Consuelo, una mujer mayor que me tenía aprecio, vio la seriedad en mi rostro y asintió sin hacer preguntas. Recogió un trozo de tela, lo empapó en el charco de té y salió rápidamente de la habitación.
Fernando seguía abrazando a su hija sollozante.
"Esto es ridículo, Ximena. Estás exagerando."
"¿Estoy exagerando, Fernando?" repliqué, mi voz temblando de una ira contenida. "Tu hija casi me envenena, a mí y a tu futuro hijo, y ¿crees que estoy exagerando?"
Él me miró, su lealtad dividida.
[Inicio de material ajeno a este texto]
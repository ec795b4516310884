use crate::utils::error::{NewsError, Result};
use crate::utils::validation::{validate_non_empty_string, validate_range, validate_url};
use chrono::{DateTime, NaiveDate, NaiveTime, Utc};
use serde::{Deserialize, Serialize};
use std::fmt;

#[derive(Debug, Clone, Copy, PartialEq, Eq, Hash, Serialize, Deserialize)]
#[serde(rename_all = "lowercase")]
pub enum SentimentCategory {
    Positive,
    Negative,
    Neutral,
}

impl SentimentCategory {
    /// 圖表輸出的固定順序
    pub const ALL: [SentimentCategory; 3] = [
        SentimentCategory::Positive,
        SentimentCategory::Negative,
        SentimentCategory::Neutral,
    ];

    pub fn label(&self) -> &'static str {
        match self {
            SentimentCategory::Positive => "Positive",
            SentimentCategory::Negative => "Negative",
            SentimentCategory::Neutral => "Neutral",
        }
    }

    pub fn color(&self) -> &'static str {
        match self {
            SentimentCategory::Positive => "#10B981",
            SentimentCategory::Negative => "#EF4444",
            SentimentCategory::Neutral => "#FBBF24",
        }
    }

    pub fn emoji(&self) -> &'static str {
        match self {
            SentimentCategory::Positive => "😊",
            SentimentCategory::Negative => "😟",
            SentimentCategory::Neutral => "😐",
        }
    }
}

impl fmt::Display for SentimentCategory {
    fn fmt(&self, f: &mut fmt::Formatter<'_>) -> fmt::Result {
        match self {
            SentimentCategory::Positive => write!(f, "positive"),
            SentimentCategory::Negative => write!(f, "negative"),
            SentimentCategory::Neutral => write!(f, "neutral"),
        }
    }
}

/// Score and category come from the data source as-is; no mapping between
/// them is enforced.
#[derive(Debug, Clone, Copy, PartialEq, Eq, Serialize, Deserialize)]
pub struct Sentiment {
    pub score: u8,
    #[serde(rename = "type")]
    pub category: SentimentCategory,
}

impl Sentiment {
    pub fn new(score: u8, category: SentimentCategory) -> Self {
        Self { score, category }
    }
}

/// 未驗證的文章資料，來自檔案或內建資料
#[derive(Debug, Clone, Serialize, Deserialize)]
pub struct ArticleRecord {
    pub title: String,
    pub source: String,
    pub summary: String,
    pub url: String,
    pub sentiment: Sentiment,
    pub date: String,
}

impl ArticleRecord {
    /// 驗證並轉成 `Article`，`label` 用於錯誤訊息 (例如 "row 3")
    pub fn into_article(self, label: &str) -> Result<Article> {
        let reject = |field: &str, reason: String| NewsError::InvalidArticleError {
            article: label.to_string(),
            field: field.to_string(),
            reason,
        };

        validate_non_empty_string("title", &self.title)
            .map_err(|_| reject("title", "title cannot be empty".to_string()))?;
        validate_non_empty_string("source", &self.source)
            .map_err(|_| reject("source", "source cannot be empty".to_string()))?;
        validate_range("sentiment.score", self.sentiment.score, 0, 100).map_err(|_| {
            reject(
                "sentiment.score",
                format!("score {} is outside 0..=100", self.sentiment.score),
            )
        })?;
        validate_url("url", &self.url).map_err(|e| reject("url", e.to_string()))?;

        let published = parse_published(&self.date)
            .ok_or_else(|| reject("date", format!("'{}' is not an ISO date", self.date)))?;

        Ok(Article {
            title: self.title,
            source: self.source,
            summary: self.summary,
            url: self.url,
            sentiment: self.sentiment,
            date: self.date,
            published,
        })
    }
}

/// Parses `YYYY-MM-DD` as midnight UTC, falling back to RFC 3339.
pub fn parse_published(date: &str) -> Option<DateTime<Utc>> {
    if let Ok(day) = NaiveDate::parse_from_str(date, "%Y-%m-%d") {
        return Some(day.and_time(NaiveTime::MIN).and_utc());
    }
    DateTime::parse_from_rfc3339(date)
        .ok()
        .map(|dt| dt.with_timezone(&Utc))
}

/// A validated news article. Immutable once built.
#[derive(Debug, Clone, PartialEq, Serialize)]
pub struct Article {
    title: String,
    source: String,
    summary: String,
    url: String,
    sentiment: Sentiment,
    date: String,
    #[serde(skip)]
    published: DateTime<Utc>,
}

impl Article {
    pub fn new(
        title: impl Into<String>,
        source: impl Into<String>,
        summary: impl Into<String>,
        url: impl Into<String>,
        sentiment: Sentiment,
        date: impl Into<String>,
    ) -> Result<Self> {
        let record = ArticleRecord {
            title: title.into(),
            source: source.into(),
            summary: summary.into(),
            url: url.into(),
            sentiment,
            date: date.into(),
        };
        let label = format!("'{}'", record.title);
        record.into_article(&label)
    }

    pub fn title(&self) -> &str {
        &self.title
    }

    pub fn source(&self) -> &str {
        &self.source
    }

    pub fn summary(&self) -> &str {
        &self.summary
    }

    pub fn url(&self) -> &str {
        &self.url
    }

    pub fn sentiment(&self) -> Sentiment {
        self.sentiment
    }

    /// 原始日期字串
    pub fn date(&self) -> &str {
        &self.date
    }

    pub fn published(&self) -> DateTime<Utc> {
        self.published
    }

    /// Milliseconds since the Unix epoch.
    pub fn timestamp(&self) -> i64 {
        self.published.timestamp_millis()
    }
}

#[derive(Debug, Clone, PartialEq, Eq, Serialize, Deserialize)]
pub struct Source {
    pub name: String,
    pub enabled: bool,
}

impl Source {
    pub fn new(name: impl Into<String>) -> Self {
        Self {
            name: name.into(),
            enabled: true,
        }
    }

    pub fn disabled(name: impl Into<String>) -> Self {
        Self {
            name: name.into(),
            enabled: false,
        }
    }
}

#[derive(Debug, Clone, Copy, PartialEq, Eq, Default, Serialize, Deserialize)]
#[serde(from = "String", into = "String")]
pub enum SortOption {
    DateAsc,
    #[default]
    DateDesc,
    SourceAsc,
    SourceDesc,
    /// 無法辨識的排序鍵：保持原順序
    Unordered,
}

impl SortOption {
    pub fn key(&self) -> &'static str {
        match self {
            SortOption::DateAsc => "date-asc",
            SortOption::DateDesc => "date-desc",
            SortOption::SourceAsc => "source-asc",
            SortOption::SourceDesc => "source-desc",
            SortOption::Unordered => "unordered",
        }
    }

    pub fn parse(key: &str) -> Self {
        match key.trim() {
            "date-asc" => SortOption::DateAsc,
            "date-desc" => SortOption::DateDesc,
            "source-asc" => SortOption::SourceAsc,
            "source-desc" => SortOption::SourceDesc,
            other => {
                tracing::debug!("Unknown sort option '{}', keeping original order", other);
                SortOption::Unordered
            }
        }
    }
}

impl fmt::Display for SortOption {
    fn fmt(&self, f: &mut fmt::Formatter<'_>) -> fmt::Result {
        f.write_str(self.key())
    }
}

impl std::str::FromStr for SortOption {
    type Err = std::convert::Infallible;

    fn from_str(s: &str) -> std::result::Result<Self, Self::Err> {
        Ok(Self::parse(s))
    }
}

impl From<String> for SortOption {
    fn from(value: String) -> Self {
        Self::parse(&value)
    }
}

impl From<SortOption> for String {
    fn from(value: SortOption) -> Self {
        value.key().to_string()
    }
}

#[derive(Debug, Clone, PartialEq, Serialize)]
pub struct TrendPoint {
    pub date: String,
    pub timestamp: i64,
    pub average_score: f64,
}

impl TrendPoint {
    /// X 軸標籤，例如 "Mar 15"
    pub fn axis_label(&self) -> String {
        DateTime::from_timestamp_millis(self.timestamp)
            .map(|dt| dt.format("%b %-d").to_string())
            .unwrap_or_default()
    }
}

#[derive(Debug, Clone, Copy, PartialEq, Eq, Default, Serialize)]
pub struct SentimentDistribution {
    pub positive: usize,
    pub negative: usize,
    pub neutral: usize,
}

#[derive(Debug, Clone, PartialEq, Eq, Serialize)]
pub struct DistributionSlice {
    pub name: &'static str,
    pub value: usize,
    pub fill: &'static str,
}

impl SentimentDistribution {
    pub fn record(&mut self, category: SentimentCategory) {
        match category {
            SentimentCategory::Positive => self.positive += 1,
            SentimentCategory::Negative => self.negative += 1,
            SentimentCategory::Neutral => self.neutral += 1,
        }
    }

    pub fn count(&self, category: SentimentCategory) -> usize {
        match category {
            SentimentCategory::Positive => self.positive,
            SentimentCategory::Negative => self.negative,
            SentimentCategory::Neutral => self.neutral,
        }
    }

    pub fn total(&self) -> usize {
        self.positive + self.negative + self.neutral
    }

    pub fn slices(&self) -> Vec<DistributionSlice> {
        SentimentCategory::ALL
            .iter()
            .map(|category| DistributionSlice {
                name: category.label(),
                value: self.count(*category),
                fill: category.color(),
            })
            .collect()
    }
}

#[derive(Debug, Clone, PartialEq, Eq, Serialize)]
pub struct SourceSentiment {
    pub source: String,
    pub positive: usize,
    pub negative: usize,
    pub neutral: usize,
}

impl SourceSentiment {
    pub fn new(source: impl Into<String>) -> Self {
        Self {
            source: source.into(),
            positive: 0,
            negative: 0,
            neutral: 0,
        }
    }

    pub fn record(&mut self, category: SentimentCategory) {
        match category {
            SentimentCategory::Positive => self.positive += 1,
            SentimentCategory::Negative => self.negative += 1,
            SentimentCategory::Neutral => self.neutral += 1,
        }
    }

    pub fn total(&self) -> usize {
        self.positive + self.negative + self.neutral
    }
}

/// Everything the dashboard renders, recomputed from scratch on each change.
#[derive(Debug, Clone, PartialEq, Serialize)]
pub struct DerivedView {
    pub filtered_articles: Vec<Article>,
    pub sorted_articles: Vec<Article>,
    pub trend: Vec<TrendPoint>,
    pub distribution: SentimentDistribution,
    pub per_source_distribution: Vec<SourceSentiment>,
}

impl DerivedView {
    /// 單一來源的最大文章數，用於長條圖刻度
    pub fn max_source_count(&self) -> usize {
        self.per_source_distribution
            .iter()
            .map(SourceSentiment::total)
            .max()
            .unwrap_or(0)
    }
}

/// 轉換結果：衍生視圖與已渲染的匯出內容
#[derive(Debug, Clone)]
pub struct DashboardOutput {
    pub view: DerivedView,
    pub articles_csv: String,
    pub trend_csv: String,
    pub source_csv: String,
}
Amaba a su hija con una ceguera que me aterraba. Y en ese momento, a pesar de todo, a pesar del peligro evidente, vi en su mente que una parte de él quería creerle a ella. Quería creer que yo estaba equivocada, paranoica por el embarazo. La primera grieta en nuestra confianza se había abierto, y Sofía, la pequeña víbora, la había creado.